Now my friend would never be so rigid and unimaginative as to say that the Web site wasn’t a design document; but I have met people who are so wedded to hidebound procedures that they would have argued exactly that, just because it didn’t conform to some formally defined design document template or fit into some formally defined design methodology. And that reminded me of Kipling:

“There are nine and sixty ways of constructing tribal lays,

Design is a heuristic problem, meaning that there are techniques that can lead to a solution, but no single guaranteed and inviolable path to a solution. Quoting from Wikipedia:

In computer science, a heuristic is a technique designed to solve a problem that ignores whether the solution can be proven to be correct, but which usually produces a good solution or solves a simpler problem that contains or intersects with the solution of the more complex problem.

Note the word “usually” in that description. Some heuristics are better than others, but none can be proven to be right, especially not in the general case.
There are many ways to design, because design is really just a means of communicating and refining your ideas. Different people communicate better in different fashions. Some people are more visual, and some or more verbal. Some are more instinctive, and some are more methodical. Some are more detailed, and some have a broader view. And so there’s no one right way to communicate a design to other team members and stakeholders. The only “right” approach is multiple approaches, to ensure that you cover the same material in different ways to gain different perspectives.
As an example, some people love written design docs, and just can’t see any benefit in design diagrams. Others believe in making excruciatingly detailed UML diagrams, and sometimes see those as “complete” designs.
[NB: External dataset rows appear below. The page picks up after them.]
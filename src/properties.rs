use bitflags::bitflags;
use serde_derive::{Deserialize, Serialize};

bitflags! {
    /// The ~20 orthogonal behavioral flags ("quirks") that distinguish CHIP-8 dialects from one
    /// another, combinable except where the data model calls out mutual exclusion (the two
    /// `Fx55`/`Fx65` increment-policy flags, and the two lores-`Dxy0` width flags).
    ///
    /// Field names mirror the property identifiers used by the upstream project this crate's
    /// specification was distilled from (`just-Shift-Vx`, `dont-Reset-Vf`, `wrap-sprites`, …),
    /// so a saved configuration file's quirk bits stay meaningful to a human reading the JSON.
    #[derive(Serialize, Deserialize)]
    pub struct QuirkFlags: u32 {
        /// `8xy6`/`8xyE` operate on Vx in place and ignore Vy.
        const SHIFT_VX_ONLY = 1 << 0;
        /// `8xy1`/`8xy2`/`8xy3` do not clear VF after writing their result.
        const DONT_RESET_VF = 1 << 1;
        /// `Fx55`/`Fx65` increments I by X+1.
        const LOAD_STORE_INC_I_BY_X_PLUS_1 = 1 << 2;
        /// `Fx55`/`Fx65` increments I by X (mutually exclusive with the above).
        const LOAD_STORE_INC_I_BY_X = 1 << 3;
        /// `Dxyn` wraps sprite pixels at screen edges instead of clipping.
        const WRAP_SPRITES = 1 << 4;
        /// `Dxyn` executes instantly rather than waiting for the next vblank.
        const INSTANT_DXYN = 1 << 5;
        /// Lores `Dxy0` draws an 8x16 sprite.
        const LORES_DXY0_IS_8X16 = 1 << 6;
        /// Lores `Dxy0` draws a 16x16 sprite (mutually exclusive with the above).
        const LORES_DXY0_IS_16X16 = 1 << 7;
        /// `Dxyn` collision count follows SUPER-CHIP 1.1 semantics (rows-with-erase + clipped rows).
        const SCHIP11_COLLISION = 1 << 8;
        /// In lores mode, sprites draw at double scale into the hires buffer.
        const SCHIP_LORES_DRAWING = 1 << 9;
        /// `00Cn`/`00Fx` scroll opcodes move by half pixels in lores.
        const HALF_PIXEL_SCROLL = 1 << 10;
        /// `00FE`/`00FF` clear the screen on a resolution change.
        const MODE_CHANGE_CLEAR = 1 << 11;
        /// `Bxnn` jumps to `Vx + nnn` instead of `V0 + nnn`.
        const JUMP0_BXNN = 1 << 12;
        /// 128x64 hires mode is reachable via `00FF`.
        const ALLOW_HIRES = 1 << 13;
        /// The variant only ever runs in 128x64 hires mode.
        const ONLY_HIRES = 1 << 14;
        /// Multiple bit-planes (XO-CHIP) are selectable via the plane mask.
        const ALLOW_COLORS = 1 << 15;
        /// Stack pointer overflow/underflow wraps modulo the stack depth instead of erroring.
        const CYCLIC_STACK = 1 << 16;
        /// The index register and addresses are 16 bits wide rather than 12.
        const HAS_16BIT_ADDR = 1 << 17;
        /// The XO-CHIP sound engine (`F000`/`Fx3A`/`F002`) is enabled.
        const XO_CHIP_SOUND = 1 << 18;
        /// Dxyn display-wait is emulated with cycle-accurate timing rather than a flat deferral.
        const EXTENDED_VBLANK = 1 << 19;
        /// PAL timing: 48 scanlines instead of 32 in lores.
        const PAL_VIDEO = 1 << 20;
        /// Skipping a two-word instruction (`F000`/`01nn`) advances PC by 4 instead of 2.
        const LONG_SKIP = 1 << 21;
    }
}

/// The amount of addressable RAM for the active variant, in bytes. The closed combo from §4.1;
/// every value is a power of two so `size_bytes() - 1` is always a valid address mask.
#[derive(Copy, Clone, Debug, PartialEq, Eq, Serialize, Deserialize)]
pub enum MemorySize {
    Bytes2K,
    Bytes4K,
    Bytes8K,
    Bytes16K,
    Bytes32K,
    Bytes64K,
    Bytes16M,
}

impl MemorySize {
    pub fn size_bytes(&self) -> usize {
        match self {
            MemorySize::Bytes2K => 2048,
            MemorySize::Bytes4K => 4096,
            MemorySize::Bytes8K => 8192,
            MemorySize::Bytes16K => 16384,
            MemorySize::Bytes32K => 32768,
            MemorySize::Bytes64K => 65536,
            MemorySize::Bytes16M => 16_777_216,
        }
    }
}

/// Presentation-only screen rotation, consumed by a host's renderer and never by the core
/// itself (the core always draws into an unrotated coordinate space).
#[derive(Copy, Clone, Debug, PartialEq, Eq, Serialize, Deserialize)]
pub enum ScreenRotation {
    Deg0,
    Deg90,
    Deg180,
    Deg270,
}

/// The closed registry of base CHIP-8 dialects (`Behavior Base` combo, §4.1).
#[derive(Copy, Clone, Debug, PartialEq, Eq, Hash, Serialize, Deserialize)]
pub enum Variant {
    Chip8,
    Chip10,
    Chip8E,
    Chip8X,
    Chip48,
    SChip10,
    SChip11,
    SChipC,
    SChipModern,
    MegaChip,
    XoChip,
}

impl Variant {
    /// All eleven presets, in the order the upstream combo enumerates them.
    pub const ALL: [Variant; 11] = [
        Variant::Chip8,
        Variant::Chip10,
        Variant::Chip8E,
        Variant::Chip8X,
        Variant::Chip48,
        Variant::SChip10,
        Variant::SChip11,
        Variant::SChipC,
        Variant::SChipModern,
        Variant::MegaChip,
        Variant::XoChip,
    ];

    pub fn name(&self) -> &'static str {
        match self {
            Variant::Chip8 => "CHIP-8",
            Variant::Chip10 => "CHIP-10",
            Variant::Chip8E => "CHIP-8E",
            Variant::Chip8X => "CHIP-8X",
            Variant::Chip48 => "CHIP-48",
            Variant::SChip10 => "SCHIP-1.0",
            Variant::SChip11 => "SCHIP-1.1",
            Variant::SChipC => "SCHIPC",
            Variant::SChipModern => "SCHIP-MODERN",
            Variant::MegaChip => "MEGACHIP",
            Variant::XoChip => "XO-CHIP",
        }
    }
}

/// Declarative configuration for a single [Processor](crate::processor::Processor) instance: an
/// ordered set of named, typed options plus a 16-entry palette. Two `Properties` instances
/// compare equal iff every option and the palette match (the derived [PartialEq] does exactly
/// this since every field participates).
///
/// Instances are produced from [crate::variants::preset] and may be further adjusted by an
/// embedder before passing to [Processor::new](crate::processor::Processor::new); they are
/// copied in at construction and are otherwise immutable except via
/// [Processor::update_properties](crate::processor::Processor::update_properties), called
/// between frames.
#[derive(Clone, Debug, PartialEq, Serialize, Deserialize)]
pub struct Properties {
    pub behavior_base: Variant,
    /// 0 means "run until the frame's cycle budget elapses"; otherwise a fixed cycle budget.
    pub instructions_per_frame: u32,
    /// Timer tick frequency in Hz (50..100).
    pub frame_rate: u32,
    pub memory: MemorySize,
    /// Initial PC (0x200 typical; 0x300 for CHIP-8X; always 0x200 when a TPD-prefixed ROM loads).
    pub start_address: u16,
    /// If true, zero RAM on reset; if false, fill with a deterministic-seeded pseudorandom pattern.
    pub clean_ram: bool,
    pub quirks: QuirkFlags,
    pub screen_rotation: ScreenRotation,
    pub touch_input_mode: String,
    pub font_5px: String,
    pub font_10px: String,
    /// The 16-entry CHIP-8/XO-CHIP presentation palette (RGBA8888, one u32 per color).
    pub palette: [u32; 16],
    /// Whether trace-level per-instruction logging is emitted (`PROP_TRACE_LOG` upstream).
    pub trace_log: bool,
}

impl Properties {
    pub fn address_mask(&self) -> usize {
        self.memory.size_bytes() - 1
    }

    pub fn index_register_mask(&self) -> u32 {
        if self.behavior_base == Variant::MegaChip {
            0x00FF_FFFF
        } else if self.quirks.contains(QuirkFlags::HAS_16BIT_ADDR) {
            0xFFFF
        } else {
            self.address_mask() as u32
        }
    }
}

#[cfg(test)]
mod tests {
    use super::*;

    #[test]
    fn test_memory_size_is_power_of_two() {
        for size in [
            MemorySize::Bytes2K,
            MemorySize::Bytes4K,
            MemorySize::Bytes8K,
            MemorySize::Bytes16K,
            MemorySize::Bytes32K,
            MemorySize::Bytes64K,
            MemorySize::Bytes16M,
        ] {
            assert!(size.size_bytes().is_power_of_two());
        }
    }

    #[test]
    fn test_quirk_flags_combine() {
        let quirks = QuirkFlags::SHIFT_VX_ONLY | QuirkFlags::WRAP_SPRITES;
        assert!(quirks.contains(QuirkFlags::SHIFT_VX_ONLY));
        assert!(quirks.contains(QuirkFlags::WRAP_SPRITES));
        assert!(!quirks.contains(QuirkFlags::DONT_RESET_VF));
    }

    #[test]
    fn test_properties_equality() {
        let a = crate::variants::preset(Variant::Chip8);
        let b = crate::variants::preset(Variant::Chip8);
        assert_eq!(a, b);
    }

    #[test]
    fn test_properties_inequality_on_quirk_difference() {
        let a = crate::variants::preset(Variant::Chip8);
        let mut b = crate::variants::preset(Variant::Chip8);
        b.quirks.remove(QuirkFlags::WRAP_SPRITES);
        b.quirks.insert(QuirkFlags::DONT_RESET_VF);
        assert_ne!(a, b);
    }
}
Now I’m pretty fanatical about using UML for my designs; but when I teach UML, I always point out that neither text nor pictures is sufficient. You need both. Different people and different teams will emphasize one over the other, but you need both.
That doesn’t mean that there aren’t better ways and worse ways to design. I would never consider a marketing-oriented Web site to be a complete design, just a step in building the design. But when we built that Web site, we were definitely participating in a design effort. Because…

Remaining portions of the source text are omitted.